The bill would bar aid to Pakistan unless the secretary of state can certify to Congress that Islamabad is "fully assisting the United States with investigating the existence of an official or unofficial support network in Pakistan for Osama bin Laden, including by providing the United States with direct access to Osama bin Laden's relatives in Pakistan and to Osama bin Laden's former compound in Abottabad."

In May, U.S. forces killed bin Laden while he was living at a compound not far from Pakistan's equivalent of West Point, raising questions among lawmakers about what the Pakistanis knew.

Aid to the Palestinian Authority would be contingent on the secretary certifying that no member of Hamas or any other terrorist organization was serving in a policy position in a ministry, agency or other entity. The two rival Palestinian leaderships — the secular Fatah and the Islamist Hamas — reconciled and are trying to form a new government. Israel and the U.S. both consider Hamas a terrorist organization.

The Obama administration has requested some $550 million in aid for the Palestinian Authority.

Assistance for Egypt would be based on whether its new government "is not directly or indirectly controlled by a foreign terrorist organization." The bill would also direct the administration to reassure Congress that Egypt is searching out and destroying any smuggling network and tunnels between the country and the Gaza strip.

Israeli and American officials fear that Hamas is moving weapons and militants into the Palestinian territory through tunnels along the Gaza border.

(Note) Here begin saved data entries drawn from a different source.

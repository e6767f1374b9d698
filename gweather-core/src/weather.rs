//! The lookup pipeline.
//!
//! Input is validated before a page is opened. The page is then navigated to
//! the localized search, the widget is located and read, and the raw text is
//! converted into a [`WeatherResult`]. The session is closed on every path.

use tracing::{info, instrument, warn};

use crate::{
    config::ScraperConfig,
    driver::SessionFactory,
    error::{Field, ScrapeError, WeatherError},
    extract::FieldExtractor,
    locale::{LocaleConfig, LocaleRegistry},
    location::clean_location,
    locator::WidgetLocator,
    model::{RawWidgetFields, TargetUnits, WeatherQuery, WeatherResult},
    page::PageSession,
    query::{build_query, search_url},
    units::{self, TempUnit},
};

#[derive(Debug)]
pub struct WeatherScraper<F> {
    factory: F,
    base_url: String,
    locator: WidgetLocator,
    extractor: FieldExtractor,
    registry: &'static LocaleRegistry,
}

impl<F: SessionFactory> WeatherScraper<F> {
    pub fn new(factory: F, config: &ScraperConfig) -> Self {
        Self {
            factory,
            base_url: config.base_url.clone(),
            locator: WidgetLocator::new(config.widget_timeout()),
            extractor: FieldExtractor::new(config.location_timeout()),
            registry: LocaleRegistry::global(),
        }
    }

    /// Current weather for `query.city`.
    ///
    /// Unit overrides are checked before anything is opened; a bad unit is a
    /// [`WeatherError::Validation`]. Every other failure is a
    /// [`WeatherError::Scrape`] whose message starts with
    /// `"Error getting weather"`.
    #[instrument(skip_all, fields(city = %query.city, lang = %query.lang))]
    pub async fn get_weather(&self, query: &WeatherQuery) -> Result<WeatherResult, WeatherError> {
        let overrides = query.validate()?;
        let locale = self.registry.resolve(&query.lang);
        let units = overrides.resolve(locale);

        let search = build_query(&query.city, locale)?;
        let url = search_url(&self.base_url, &search, locale)?;
        info!(
            %url,
            locale = locale.locale_tag,
            temp = %units.temp,
            wind = %units.wind,
            "looking up weather"
        );

        let mut session = self.factory.open(locale).await?;
        let outcome = self.scrape(&mut session, url.as_str(), locale, units).await;
        if let Err(e) = session.close().await {
            warn!(error = %e, "failed to close page session");
        }

        let result = outcome?;
        info!(location = %result.location, temperature = %result.temperature, "weather found");
        Ok(result)
    }

    async fn scrape(
        &self,
        session: &mut F::Session,
        url: &str,
        locale: &LocaleConfig,
        units: TargetUnits,
    ) -> Result<WeatherResult, ScrapeError> {
        session
            .navigate(url)
            .await
            .map_err(ScrapeError::from_navigation)?;

        let widget = self.locator.locate(&*session).await?;
        let raw = self.extractor.extract(&*session, &widget).await?;
        assemble(&raw, locale, units)
    }
}

/// Converts raw widget text into the result, in `units`.
pub fn assemble(
    raw: &RawWidgetFields,
    locale: &LocaleConfig,
    units: TargetUnits,
) -> Result<WeatherResult, ScrapeError> {
    let displayed = TempUnit::from_display(&raw.unit_symbol).ok_or_else(|| {
        ScrapeError::Unparseable {
            field: Field::TemperatureUnit,
            raw: raw.unit_symbol.clone(),
        }
    })?;

    let temperature = units::to_temperature(&raw.temperature, displayed, units.temp)?;
    let humidity = units::format_humidity(&raw.humidity)?;

    let (wind_raw, wind_from) = raw
        .wind_source(displayed, units.wind)
        .ok_or(ScrapeError::FieldMissing(Field::Wind))?;
    let wind = units::to_wind(wind_raw, wind_from, units.wind)?;

    let condition = raw.condition.trim();
    if condition.is_empty() {
        return Err(ScrapeError::FieldMissing(Field::Condition));
    }
    if !locale.recognizes_condition(condition) {
        warn!(condition, lang = locale.lang, "condition not in locale translations");
    }

    let location = clean_location(&raw.location);
    if location.is_empty() {
        return Err(ScrapeError::LocationMissing);
    }

    Ok(WeatherResult {
        temperature,
        humidity,
        wind,
        condition: condition.to_string(),
        location,
    })
}
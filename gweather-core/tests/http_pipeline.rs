//! Integration tests for the lookup pipeline using wiremock
//!
//! The HTTP driver fetches a canned results page from a mock server, so the
//! whole pipeline runs from query validation to the formatted result.

use gweather_core::{
    ScrapeError, ScraperConfig, WeatherError, WeatherQuery, WeatherResult, WeatherScraper,
    driver::http::HttpDriver,
};
use wiremock::{
    Mock, MockServer, ResponseTemplate,
    matchers::{header, method, path, query_param},
};

/// Results page with the weather widget, rendered in `unit`.
fn results_page(temperature: &str, unit: &str, heading: &str) -> String {
    format!(
        r#"<!doctype html>
<html>
  <body>
    <div class="BBwThe">{heading}</div>
    <div id="wob_wc">
      <span id="wob_tm">{temperature}</span>
      <div class="vk_bk wob-unit">
        <span aria-disabled="true">{unit}</span>
        <a role="button">°X</a>
      </div>
      <div id="wob_dc">Soleado</div>
      <div>Humedad: <span id="wob_hm">80%</span></div>
      <div>Viento: <span id="wob_ws">10 km/h</span><span id="wob_tws">6 mph</span></div>
    </div>
  </body>
</html>"#
    )
}

/// Create a scraper that fetches from the mock server
fn scraper(server: &MockServer) -> WeatherScraper<HttpDriver> {
    let config = ScraperConfig {
        base_url: server.uri(),
        ..ScraperConfig::default()
    };
    let driver = HttpDriver::new(&config).expect("http client");
    WeatherScraper::new(driver, &config)
}

async fn serve(server: &MockServer, query: &str, body: String) {
    Mock::given(method("GET"))
        .and(path("/search"))
        .and(query_param("q", query))
        .respond_with(ResponseTemplate::new(200).set_body_string(body))
        .expect(1)
        .mount(server)
        .await;
}

#[tokio::test]
async fn spanish_lookup_uses_metric_defaults() {
    // metric defaults need "es": the "en" defaults are F/mph
    let server = MockServer::start().await;
    Mock::given(method("GET"))
        .and(path("/search"))
        .and(query_param("q", "clima+en+Buenos+Aires"))
        .and(query_param("hl", "es"))
        .and(header("accept-language", "es-ES"))
        .respond_with(
            ResponseTemplate::new(200).set_body_string(results_page("25", "°C", "Buenos Aires")),
        )
        .expect(1)
        .mount(&server)
        .await;

    let query = WeatherQuery::new("Buenos Aires").lang("es");
    let weather = scraper(&server).get_weather(&query).await.unwrap();

    assert_eq!(
        weather,
        WeatherResult {
            temperature: "25.0°C".into(),
            humidity: "80%".into(),
            wind: "10kmh".into(),
            condition: "Soleado".into(),
            location: "Buenos Aires".into(),
        }
    );
}

#[tokio::test]
async fn overrides_convert_metric_page() {
    let server = MockServer::start().await;
    serve(&server, "clima+en+Buenos+Aires", results_page("25", "°C", "Buenos Aires")).await;

    let query = WeatherQuery::new("Buenos Aires")
        .lang("es")
        .temp_unit("F")
        .wind_unit("mph");
    let weather = scraper(&server).get_weather(&query).await.unwrap();

    assert_eq!(weather.temperature, "77.0°F");
    assert_eq!(weather.wind, "6.2mph");
    assert_eq!(weather.humidity, "80%");
}

#[tokio::test]
async fn english_lookup_reads_imperial_page() {
    let server = MockServer::start().await;
    serve(
        &server,
        "weather+in+New+York",
        results_page("77", "°F", "Results for New York, NY"),
    )
    .await;

    let weather = scraper(&server)
        .get_weather(&WeatherQuery::new("New York"))
        .await
        .unwrap();

    assert_eq!(weather.temperature, "77.0°F");
    assert_eq!(weather.wind, "6mph");
    assert_eq!(weather.location, "New York");
}

#[tokio::test]
async fn unknown_language_falls_back_to_english() {
    let server = MockServer::start().await;
    serve(&server, "weather+in+Tokyo", results_page("20", "°C", "Tokyo")).await;

    let weather = scraper(&server)
        .get_weather(&WeatherQuery::new("Tokyo").lang("xx"))
        .await
        .unwrap();

    assert_eq!(weather.temperature, "68.0°F");
    assert_eq!(weather.wind, "6.2mph");
}

#[tokio::test]
async fn error_status_is_wrapped() {
    let server = MockServer::start().await;
    Mock::given(method("GET"))
        .and(path("/search"))
        .respond_with(ResponseTemplate::new(404))
        .mount(&server)
        .await;

    let err = scraper(&server)
        .get_weather(&WeatherQuery::new("New York"))
        .await
        .unwrap_err();

    assert!(matches!(err, WeatherError::Scrape(ScrapeError::Status(404))));
    assert_eq!(err.to_string(), "Error getting weather: 404");
}

#[tokio::test]
async fn page_without_widget_is_an_error() {
    let server = MockServer::start().await;
    serve(
        &server,
        "weather+in+ThisCityDoesNotExist12345",
        "<html><body><p>No results</p></body></html>".to_string(),
    )
    .await;

    let err = scraper(&server)
        .get_weather(&WeatherQuery::new("ThisCityDoesNotExist12345"))
        .await
        .unwrap_err();

    assert!(err.to_string().contains("Error getting weather"));
    assert!(matches!(err, WeatherError::Scrape(ScrapeError::WidgetNotFound)));
}

#[tokio::test]
async fn invalid_unit_makes_no_request() {
    let server = MockServer::start().await;
    Mock::given(method("GET"))
        .respond_with(ResponseTemplate::new(200))
        .expect(0)
        .mount(&server)
        .await;

    let err = scraper(&server)
        .get_weather(&WeatherQuery::new("Paris").temp_unit("X"))
        .await
        .unwrap_err();

    assert!(err.is_validation());
    assert_eq!(
        err.to_string(),
        "Invalid temperature unit 'X'. Supported units: C, F."
    );
}

#[tokio::test]
async fn rate_limited_page_reports_its_status() {
    let server = MockServer::start().await;
    Mock::given(method("GET"))
        .and(path("/search"))
        .respond_with(ResponseTemplate::new(503).set_body_string("<html>unusual traffic</html>"))
        .expect(1)
        .mount(&server)
        .await;

    let err = scraper(&server)
        .get_weather(&WeatherQuery::new("Paris").lang("fr"))
        .await
        .unwrap_err();

    assert_eq!(err.to_string(), "Error getting weather: 503");
}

Aid to Lebanon would be contingent on the secretary certifying to Congress that no member of Hezbollah serves in a policy position in a ministry, agency or entity in the government.

The bill also takes several steps to help protect Peace Corps volunteers, including training on reducing the risks of sexual assault. In May, the committee heard testimony from three Peace Corps volunteers who were raped while serving overseas and the mother of a fourth who was murdered in Benin.

A separate spending bill likely will provide $40 billion for foreign operations next year, $9 billion less than the current amount and $11 billion less than Obama requested.